I’d much prefer the pain of challenge than the pain (or comfort) of boredom. I
really need the ability to experiment and control how I work in the form of
tools, environments & techniques.
- I finish what I start. It is very important for me to see a task all the
way through to end users before moving to the next one. I call this
optimization for flow efficiency. I don’t believe working on many things
concurrently is effective.
Values
- Autonomy. The ability to experiment and control how I work in the form of
tools, environments & techniques.
- Mastery. I will not work on projects in which I am not growing personally
in one dimension or another.
- Impact. I must have the ability to be true to myself and pursue making my
biggest impact with intensity. Not tempered and mitigated into a particular
role.
- Reality. I’ll choose a painful reality over a comfortable delusion 100% of
the time.
- Action. I have a huge bias towards action. I believe reality is the great
iconoclast. The only way to check your model for reality is to test it with
action. The sooner you learn you’re wrong, the better.

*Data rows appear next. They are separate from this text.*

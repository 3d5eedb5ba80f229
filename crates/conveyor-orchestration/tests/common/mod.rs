//! Shared fixtures: job definitions, handlers and a deterministic message
//! pump over the in-memory providers.

use async_trait::async_trait;
use serde_json::{json, Map, Value};
use std::sync::atomic::{AtomicU32, Ordering};
use std::sync::Arc;
use std::time::Duration;

use conveyor_orchestration::consumers::{JobQueueConsumer, TaskQueueConsumer};
use conveyor_orchestration::{Kernel, SubmissionService, SystemCore};
use conveyor_shared::config::ConveyorConfig;
use conveyor_shared::models::{JobRecord, JobStatus};
use conveyor_shared::registry::{
    FinalizeContext, HandlerResult, JobBehavior, JobDefinition, JobRegistry, JobRegistryBuilder,
    Parallelism, StageDefinition, TaskHandler, TaskSpec,
};
use conveyor_shared::schema::{FieldSpec, ParameterSchema};
use conveyor_shared::state::StateStore;
use conveyor_shared::{ConveyorError, ConveyorResult};
use tokio_util::sync::CancellationToken;

// ---------------------------------------------------------------------------
// The two-stage greeting job: n greet tasks, then one reply per greeting
// ---------------------------------------------------------------------------

pub struct GreetingBehavior;

impl JobBehavior for GreetingBehavior {
    fn create_tasks_for_stage(
        &self,
        stage: u32,
        parameters: &Map<String, Value>,
        _job_id: &str,
        previous_results: Option<&[Value]>,
    ) -> ConveyorResult<Vec<TaskSpec>> {
        match stage {
            1 => {
                let n = parameters
                    .get("n")
                    .and_then(Value::as_u64)
                    .ok_or_else(|| ConveyorError::Definition("greeting requires 'n'".into()))?;
                let fail_index = parameters.get("fail_index").and_then(Value::as_u64);
                Ok((0..n)
                    .map(|i| {
                        TaskSpec::new(
                            "greet",
                            json!({"index": i, "fail": fail_index == Some(i)}),
                        )
                    })
                    .collect())
            }
            2 => {
                let greetings = previous_results.unwrap_or(&[]);
                Ok(greetings
                    .iter()
                    .enumerate()
                    .map(|(i, greeting)| {
                        TaskSpec::new("reply", json!({"index": i, "to": greeting}))
                    })
                    .collect())
            }
            other => Err(ConveyorError::Definition(format!("no stage {other}"))),
        }
    }

    fn finalize_job(&self, context: &FinalizeContext<'_>) -> ConveyorResult<Value> {
        Ok(json!({
            "tasks_completed": context.stage_results.total_results(),
        }))
    }
}

pub struct GreetHandler;

#[async_trait]
impl TaskHandler for GreetHandler {
    async fn handle(&self, parameters: &Value) -> HandlerResult {
        if parameters["fail"] == json!(true) {
            return HandlerResult::failure("greet refused deterministically");
        }
        HandlerResult::ok(json!(format!("hello-{}", parameters["index"])))
    }
}

pub struct ReplyHandler;

#[async_trait]
impl TaskHandler for ReplyHandler {
    async fn handle(&self, parameters: &Value) -> HandlerResult {
        HandlerResult::ok(json!(format!("re: {}", parameters["to"].as_str().unwrap_or("?"))))
    }
}

/// Succeeds only after `fail_times` failed attempts (retry testing)
pub struct FlakyHandler {
    fail_times: u32,
    calls: AtomicU32,
}

impl FlakyHandler {
    pub fn new(fail_times: u32) -> Self {
        Self {
            fail_times,
            calls: AtomicU32::new(0),
        }
    }
}

#[async_trait]
impl TaskHandler for FlakyHandler {
    async fn handle(&self, parameters: &Value) -> HandlerResult {
        let attempt = self.calls.fetch_add(1, Ordering::SeqCst);
        if attempt < self.fail_times {
            HandlerResult::failure(format!("flaky attempt {attempt}"))
        } else {
            HandlerResult::ok(json!({"recovered_on": attempt, "echo": parameters.clone()}))
        }
    }
}

pub fn greeting_definition() -> JobDefinition {
    JobDefinition {
        job_type: "greeting".into(),
        description: "greet n times, then reply to every greeting".into(),
        stages: vec![
            StageDefinition::new(1, "greet", "greet", Parallelism::Dynamic),
            StageDefinition::new(2, "reply", "reply", Parallelism::MatchPrevious).allow_empty(),
        ],
        parameters_schema: ParameterSchema::new()
            .field(
                "n",
                FieldSpec::integer().required().with_min(0.0).with_max(1000.0),
            )
            .field("fail_index", FieldSpec::integer().with_min(0.0)),
        continue_on_task_failure: false,
        behavior: Arc::new(GreetingBehavior),
    }
}

/// Single-stage job whose stage 1 legally fans out to zero tasks when n=0
pub struct SparseBehavior;

impl JobBehavior for SparseBehavior {
    fn create_tasks_for_stage(
        &self,
        _stage: u32,
        parameters: &Map<String, Value>,
        _job_id: &str,
        _previous_results: Option<&[Value]>,
    ) -> ConveyorResult<Vec<TaskSpec>> {
        let n = parameters.get("n").and_then(Value::as_u64).unwrap_or(0);
        Ok((0..n).map(|i| TaskSpec::new("greet", json!({"index": i, "fail": false}))).collect())
    }

    fn finalize_job(&self, context: &FinalizeContext<'_>) -> ConveyorResult<Value> {
        Ok(json!({"tasks_completed": context.stage_results.total_results()}))
    }
}

pub fn sparse_definition(allow_empty: bool) -> JobDefinition {
    let mut stage = StageDefinition::new(1, "maybe", "greet", Parallelism::Dynamic);
    if allow_empty {
        stage = stage.allow_empty();
    }
    JobDefinition {
        job_type: if allow_empty { "sparse" } else { "strict" }.into(),
        description: "conditional fan-out".into(),
        stages: vec![stage],
        parameters_schema: ParameterSchema::new()
            .field("n", FieldSpec::integer().required().with_min(0.0)),
        continue_on_task_failure: false,
        behavior: Arc::new(SparseBehavior),
    }
}

/// Single-stage behavior producing exactly one task of a fixed type
pub struct SingleTaskBehavior {
    task_type: &'static str,
}

impl SingleTaskBehavior {
    pub fn new(task_type: &'static str) -> Self {
        Self { task_type }
    }
}

impl JobBehavior for SingleTaskBehavior {
    fn create_tasks_for_stage(
        &self,
        _stage: u32,
        _parameters: &Map<String, Value>,
        _job_id: &str,
        _previous_results: Option<&[Value]>,
    ) -> ConveyorResult<Vec<TaskSpec>> {
        Ok(vec![TaskSpec::new(self.task_type, json!({}))])
    }

    fn finalize_job(&self, context: &FinalizeContext<'_>) -> ConveyorResult<Value> {
        Ok(json!({"tasks_completed": context.stage_results.total_results()}))
    }
}

/// Fan-out that names a task type no handler was registered for
pub struct MismatchedBehavior;

impl JobBehavior for MismatchedBehavior {
    fn create_tasks_for_stage(
        &self,
        _stage: u32,
        _parameters: &Map<String, Value>,
        _job_id: &str,
        _previous_results: Option<&[Value]>,
    ) -> ConveyorResult<Vec<TaskSpec>> {
        Ok(vec![TaskSpec::new("nonexistent", json!({}))])
    }

    fn finalize_job(&self, _context: &FinalizeContext<'_>) -> ConveyorResult<Value> {
        Ok(json!({}))
    }
}

// ---------------------------------------------------------------------------
// Harness
// ---------------------------------------------------------------------------

/// Everything a pipeline test needs
pub struct Harness {
    pub core: SystemCore,
    pub kernel: Arc<Kernel>,
    pub submission: SubmissionService,
    pub job_consumer: JobQueueConsumer,
    pub task_consumer: TaskQueueConsumer,
}

pub fn test_config() -> ConveyorConfig {
    let mut config = ConveyorConfig::default();
    config.queues.visibility_timeout = Duration::from_secs(30);
    config.queues.poll_interval = Duration::from_millis(5);
    config.queues.batch_size = 32;
    config.execution.default_handler_timeout = Duration::from_secs(5);
    config.retry.backoff_base = Duration::from_millis(1);
    config.retry.backoff_cap = Duration::from_millis(2);
    config
}

pub async fn harness_with(build: impl FnOnce(JobRegistryBuilder) -> JobRegistryBuilder) -> Harness {
    let builder = JobRegistry::builder()
        .register_handler("greet", Arc::new(GreetHandler))
        .register_handler("reply", Arc::new(ReplyHandler));
    let registry = Arc::new(
        build(builder)
            .register_job(greeting_definition())
            .unwrap()
            .build()
            .unwrap(),
    );

    let core = SystemCore::in_memory(registry, test_config());
    core.messaging().initialize_queues().await.unwrap();

    let kernel = Arc::new(Kernel::new(core.clone()));
    let shutdown = CancellationToken::new();
    Harness {
        submission: SubmissionService::new(core.clone()),
        job_consumer: JobQueueConsumer::new(kernel.clone(), shutdown.clone()),
        task_consumer: TaskQueueConsumer::new(kernel.clone(), shutdown),
        kernel,
        core,
    }
}

pub async fn harness() -> Harness {
    harness_with(|builder| builder).await
}

impl Harness {
    /// Drain both queues until the job is terminal (or the pump stalls).
    ///
    /// Deterministic: each round processes whatever is currently visible;
    /// no sleeps, no background tasks.
    pub async fn run_to_terminal(&self, job_id: &str) -> JobRecord {
        for _ in 0..500 {
            let jobs = self.job_consumer.process_batch().await.expect("job batch");
            let tasks = self.task_consumer.process_batch().await.expect("task batch");

            let job = self.core.state().get_job(job_id).await.expect("job exists");
            if job.is_terminal() {
                return job;
            }
            if jobs == 0 && tasks == 0 {
                // Nothing visible and nothing terminal: give retries a tick
                tokio::time::sleep(Duration::from_millis(2)).await;
            }
        }
        panic!("job {job_id} did not reach a terminal state");
    }

    pub async fn submit(&self, job_type: &str, body: Value) -> (String, JobStatus, bool) {
        let outcome = self.submission.submit(job_type, &body).await.expect("submit");
        (outcome.job_id, outcome.status, outcome.created)
    }
}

- Authenticity, compassion & vulnerability. I want to work in an environment
that makes me feel like a human to be protected, not a resource to be
exploited. Somewhere that trusts me. A place that is externally competitive
(not internally.) Incentive structures shouldn't encourage politics.
- Craftsmanship. Not doing my best work is a disgrace to the privilege I
have of doing it.
- Growth. Please. Teach. Me.
Repulsions
- Arrogance.
- Meanness.
- When people phone it in.
- When someone won't lead, follow or get out of the way. Complaining from the
sidelines.
- When a company or someone else treats me as a resource to leverage and not an
agent pursuing a shared goal.
- Optimization for personal advancement over the collective goals of the
company.
- Generalizations. It is tempting for people to generalize their experience,
reality is often far more nuanced and I struggle when the pursuit of reality
is frustrated by someones false generalizations. Some examples include, rigid
code style guides, solving problems and processes in "theory", etc.
- Process for process sake. Doing things for false comfort. Reality is uncertain
and difficult to predicit, that is an uncomfortable reality. I’d rather
embrace the uncomfortable reality and adjust process and tooling around it to
optimize for the desired outcome. Unless it is truely the right tool for the
context I find ready-made practices like burn down charts, distant deadlines,
velocity measurements, task voting, etc worse than a waste of time.
Decision Making Style
- Start with my values and determine a desired outcome. Find out what is
true. Determine what to do about it. Bias towards action and leverage the
results to correct my world view about what is true. I tend to rely on
probability, data, risk/reward analysis, etc… Success in a metric I don't
value would be worse than failure in something I do.